Y estas son apenas las soluciones de carrera, de emergencia, porque detrás amenazan las que llaman estructurales, comandadas por quienes también haciendo parte del gobierno por buenas temporadas han contribuido a su inoperancia, corrupción y pérdida de prestigio para intervenir la economía. Son los mediáticos dirigentes gremiales, de la misma rosca y estofa de quienes han dirigido la economía de la patria, que ante el fracaso ―ya casi centenario― de construir industrialismo tradicional, buscan milagros para aprovechar su agonía, ya que al desangelado proyecto se le suma ahora el calentamiento climático ―que ya es crisis― que difícilmente permitirá la continuidad de proyectos ineficientes y enemigos del ambiente.
Sin embargo, sus esperanzas continúan puestas en el capitalismo salvaje desde el día que se apoderó de Colombia. Que ya no se nombra, pero su presencia está en todas partes. En especial en cuanto a la desregulación del trabajo, pues si bien han logrado grandes avances a base de mentiras y engaños, no han podido lograr todo lo anhelado, pues gobiernos y congresos enemigos ―aunque nadie lo crea― de la iniciativa privada se han atravesado regularmente a unas medidas pueblerinamente dolorosas, pero que nos habrían situado ya a la par de los países avanzados entregados desde el comienzo al milagro económico sin par del capitalismo salvaje.

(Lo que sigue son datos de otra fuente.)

// SPDX-License-Identifier: BUSL-1.1
// Copyright (c) 2026 Alfred Jean LLC

//! Clock abstraction for testable time handling.
//!
//! The failure-delay queue and per-request deadlines are timer-driven;
//! routing them through this trait lets tests advance time deterministically
//! instead of sleeping in wall-clock time.

use parking_lot::Mutex;
use std::sync::Arc;
use std::time::{Duration, Instant};

/// A clock that provides the current time.
pub trait Clock: Clone + Send + Sync + 'static {
    fn now(&self) -> Instant;
}

/// Real system clock.
#[derive(Clone, Copy, Default)]
pub struct SystemClock;

impl Clock for SystemClock {
    fn now(&self) -> Instant {
        Instant::now()
    }
}

/// Fake clock for testing with controllable time.
#[derive(Clone)]
pub struct FakeClock {
    current: Arc<Mutex<Instant>>,
}

impl FakeClock {
    pub fn new() -> Self {
        Self { current: Arc::new(Mutex::new(Instant::now())) }
    }

    /// Advance the clock by the given duration.
    pub fn advance(&self, duration: Duration) {
        *self.current.lock() += duration;
    }
}

impl Default for FakeClock {
    fn default() -> Self {
        Self::new()
    }
}

impl Clock for FakeClock {
    fn now(&self) -> Instant {
        *self.current.lock()
    }
}

#[cfg(test)]
mod tests {
    use super::*;

    #[test]
    fn system_clock_returns_increasing_time() {
        let clock = SystemClock;
        let t1 = clock.now();
        std::thread::sleep(Duration::from_millis(1));
        let t2 = clock.now();
        assert!(t2 > t1);
    }

    #[test]
    fn fake_clock_can_be_advanced() {
        let clock = FakeClock::new();
        let t1 = clock.now();
        clock.advance(Duration::from_secs(60));
        let t2 = clock.now();
        assert!(t2.duration_since(t1) >= Duration::from_secs(60));
    }

    #[test]
    fn fake_clock_is_cloneable_and_shared() {
        let clock1 = FakeClock::new();
        let clock2 = clock1.clone();
        let t1 = clock1.now();
        clock2.advance(Duration::from_secs(30));
        let t2 = clock1.now();
        assert!(t2.duration_since(t1) >= Duration::from_secs(30));
    }
}
// SPDX-License-Identifier: BUSL-1.1
// Copyright (c) 2026 Alfred Jean LLC

//! authd-engine: SASL mechanism registry, passdb/scheme registries, the
//! per-connection request handler, and the failure-delay queue (spec.md
//! §4.3, §4.4, §5).

#![cfg_attr(test, allow(clippy::panic))]
#![cfg_attr(test, allow(clippy::unwrap_used))]
#![cfg_attr(test, allow(clippy::expect_used))]

mod error;
mod failure_delay;
mod handler;
mod mechanisms;
mod passdb;
mod runtime;
mod scheme;

pub use error::{InvariantError, MechanismError, PassdbError, RuntimeError};
pub use failure_delay::{DelayedReply, FailureDelayQueue};
pub use handler::{ConnectionHandler, HandlerOutcome};
pub use mechanisms::{AuthMethod, MechOutcome, MechStepResult, Mechanism, MechanismRegistry, MechanismState};
pub use passdb::{MemoryPassdb, Passdb, PassdbRegistry, PassdbResult, StoredCredential, WorkerPassdb};
pub use runtime::{Runtime, RuntimeConfig};
pub use scheme::{resolve_scheme, PasswordScheme, PlainScheme, SaltedShaScheme, SchemeRegistry};
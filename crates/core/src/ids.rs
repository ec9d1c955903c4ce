// SPDX-License-Identifier: BUSL-1.1
// Copyright (c) 2026 Alfred Jean LLC

//! Id types used across the workspace.
//!
//! `RequestId` is wire-visible (it is the `<id>` field in every client- and
//! master-protocol line) and must round-trip through a plain `u32`.
//! `ConnectionId` and `WorkerTag` never cross the wire to a mail client; they
//! exist purely for log correlation and worker request matching.

use std::fmt;
use std::sync::atomic::{AtomicU32, AtomicU64, Ordering};

/// Request id as carried on the client/master protocol wire. Unique only
/// within the connection that issued it — reuse of an active id is a
/// protocol error (see `authd-engine::handler`).
#[derive(Debug, Clone, Copy, PartialEq, Eq, Hash, PartialOrd, Ord)]
pub struct RequestId(pub u32);

impl fmt::Display for RequestId {
    fn fmt(&self, f: &mut fmt::Formatter<'_>) -> fmt::Result {
        write!(f, "{}", self.0)
    }
}

impl std::str::FromStr for RequestId {
    type Err = std::num::ParseIntError;

    fn from_str(s: &str) -> Result<Self, Self::Err> {
        s.parse::<u32>().map(RequestId)
    }
}

/// Process-local, monotonically increasing id for an accepted connection.
/// Used only in log fields; never serialized to a client.
#[derive(Debug, Clone, Copy, PartialEq, Eq, Hash)]
pub struct ConnectionId(u64);

impl ConnectionId {
    /// Generator for connection ids, one per listener set.
    pub fn generator() -> ConnectionIdGen {
        ConnectionIdGen::default()
    }
}

impl fmt::Display for ConnectionId {
    fn fmt(&self, f: &mut fmt::Formatter<'_>) -> fmt::Result {
        write!(f, "conn-{}", self.0)
    }
}

#[derive(Default)]
pub struct ConnectionIdGen(AtomicU64);

impl ConnectionIdGen {
    pub fn next(&self) -> ConnectionId {
        ConnectionId(self.0.fetch_add(1, Ordering::Relaxed))
    }
}

/// Monotonically increasing tag used to match a worker-protocol reply
/// (`<tag>\t<result>...`) to its request, per spec.md §4.5.
#[derive(Debug, Clone, Copy, PartialEq, Eq, Hash, PartialOrd, Ord)]
pub struct WorkerTag(pub u32);

impl fmt::Display for WorkerTag {
    fn fmt(&self, f: &mut fmt::Formatter<'_>) -> fmt::Result {
        write!(f, "{}", self.0)
    }
}

impl std::str::FromStr for WorkerTag {
    type Err = std::num::ParseIntError;

    fn from_str(s: &str) -> Result<Self, Self::Err> {
        s.parse::<u32>().map(WorkerTag)
    }
}

#[derive(Default)]
pub struct WorkerTagGen(AtomicU32);

impl WorkerTagGen {
    pub fn next(&self) -> WorkerTag {
        WorkerTag(self.0.fetch_add(1, Ordering::Relaxed))
    }
}

#[cfg(test)]
mod tests {
    use super::*;

    #[test]
    fn connection_id_generator_is_monotonic_and_unique() {
        let gen = ConnectionIdGen::default();
        let a = gen.next();
        let b = gen.next();
        assert_ne!(a, b);
        assert_eq!(format!("{a}"), "conn-0");
        assert_eq!(format!("{b}"), "conn-1");
    }

    #[test]
    fn request_id_round_trips_through_display_and_parse() {
        let id = RequestId(42);
        let parsed: RequestId = format!("{id}").parse().unwrap();
        assert_eq!(id, parsed);
    }

    #[test]
    fn worker_tag_generator_is_monotonic() {
        let gen = WorkerTagGen::default();
        assert_eq!(gen.next(), WorkerTag(0));
        assert_eq!(gen.next(), WorkerTag(1));
    }
}
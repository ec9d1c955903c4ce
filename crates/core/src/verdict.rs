// SPDX-License-Identifier: BUSL-1.1
// Copyright (c) 2026 Alfred Jean LLC

//! Outcome vocabulary shared by mechanisms, passdbs, and the request handler.

use smol_str::SmolStr;

/// What kind of credential a mechanism or passdb lookup is asking for.
///
/// `Plain` covers mechanisms (PLAIN, LOGIN, ANONYMOUS) that hand the passdb
/// a cleartext password to verify. `Lookup` covers challenge/response
/// mechanisms (CRAM-MD5, DIGEST-MD5) that need the stored credential itself
/// (or a scheme-specific derivation of it) back from the passdb so the
/// mechanism can complete the exchange locally.
#[derive(Debug, Clone, Copy, PartialEq, Eq)]
pub enum CredentialKind {
    Plain,
    Lookup,
}

/// Final outcome of an auth request, independent of how it was produced
/// (inline passdb call, worker round trip, or mechanism-internal rejection).
#[derive(Debug, Clone, PartialEq, Eq)]
pub enum Verdict {
    /// Passdb confirmed the credential. `user` is the canonical username
    /// (the passdb may have rewritten it); `extra` carries additional
    /// `k=v` fields to surface on the `OK` reply.
    Ok { user: SmolStr, extra: Vec<(SmolStr, SmolStr)> },
    /// Passdb rejected the credential, or the mechanism/connection produced
    /// a definitive negative result. Subject to the failure-delay queue.
    Fail { user: Option<SmolStr>, reason: Option<SmolStr> },
    /// Backend could not be reached in time, or in a usable state (worker
    /// crash, queue overflow, deadline exceeded). Never delayed.
    Tempfail,
    /// Connection closed, or `CANCEL` received, before the request could
    /// complete.
    Aborted,
}

impl Verdict {
    pub fn is_delayed(&self) -> bool {
        matches!(self, Verdict::Fail { .. })
    }
}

Y entonces insisten en una reforma laboral de verdad, que termine definitivamente con lo que hace 270 años eliminó la industrialización: que el trabajo no crea valor, sino que este es obra del capital. De manera que definitivamente se olvide que la acumulación histórica de riqueza tuvo como fuente semejante origen, y de haberse dado apenas mereció una dádiva. Otra de pensiones, no tanto para barajarles las desproporcionadas e injustas que consiguen los burócratas acomodados, sino para que los pobres no las alcancen jamás y permanezcan libres, o mejor desempleados, para utilizarlos hasta que mueran.
Que el Estado, al que han condenado al ostracismo, les prepare los trabajadores que necesitan, pues por culpa de la pandemia se aceleró el acceso a nuevas tecnologías y la transformación digital de las empresas, y alguien ―que no sean ellos ni les represente erogación alguna, debe capacitar―. Además de ilustrar de manera conveniente a viejos y nuevos emprendedores de la buena nueva: que el progreso industrial y la competencia no se consiguen emulando a los desarrollados, como nos enseñaron desde el comienzo todos los sabios en la materia, sino a los que nos llevan una pequeña ventaja, es decir, a otros subdesarrollados.
Como quien en plena competencia deportiva dice "no vamos por el puntero sino por el penúltimo". Una forma de disimular el fracaso industrialista por cuenta de nuestra ingenuidad, pero suficiente acicate para continuar en la tarea de acumular unos pesos sin compartirlos con quienes les prestan su energía e inteligencia para conseguirlos y menos con el entorno patrio que les cohonesta sus problemáticos antojos capitalistas.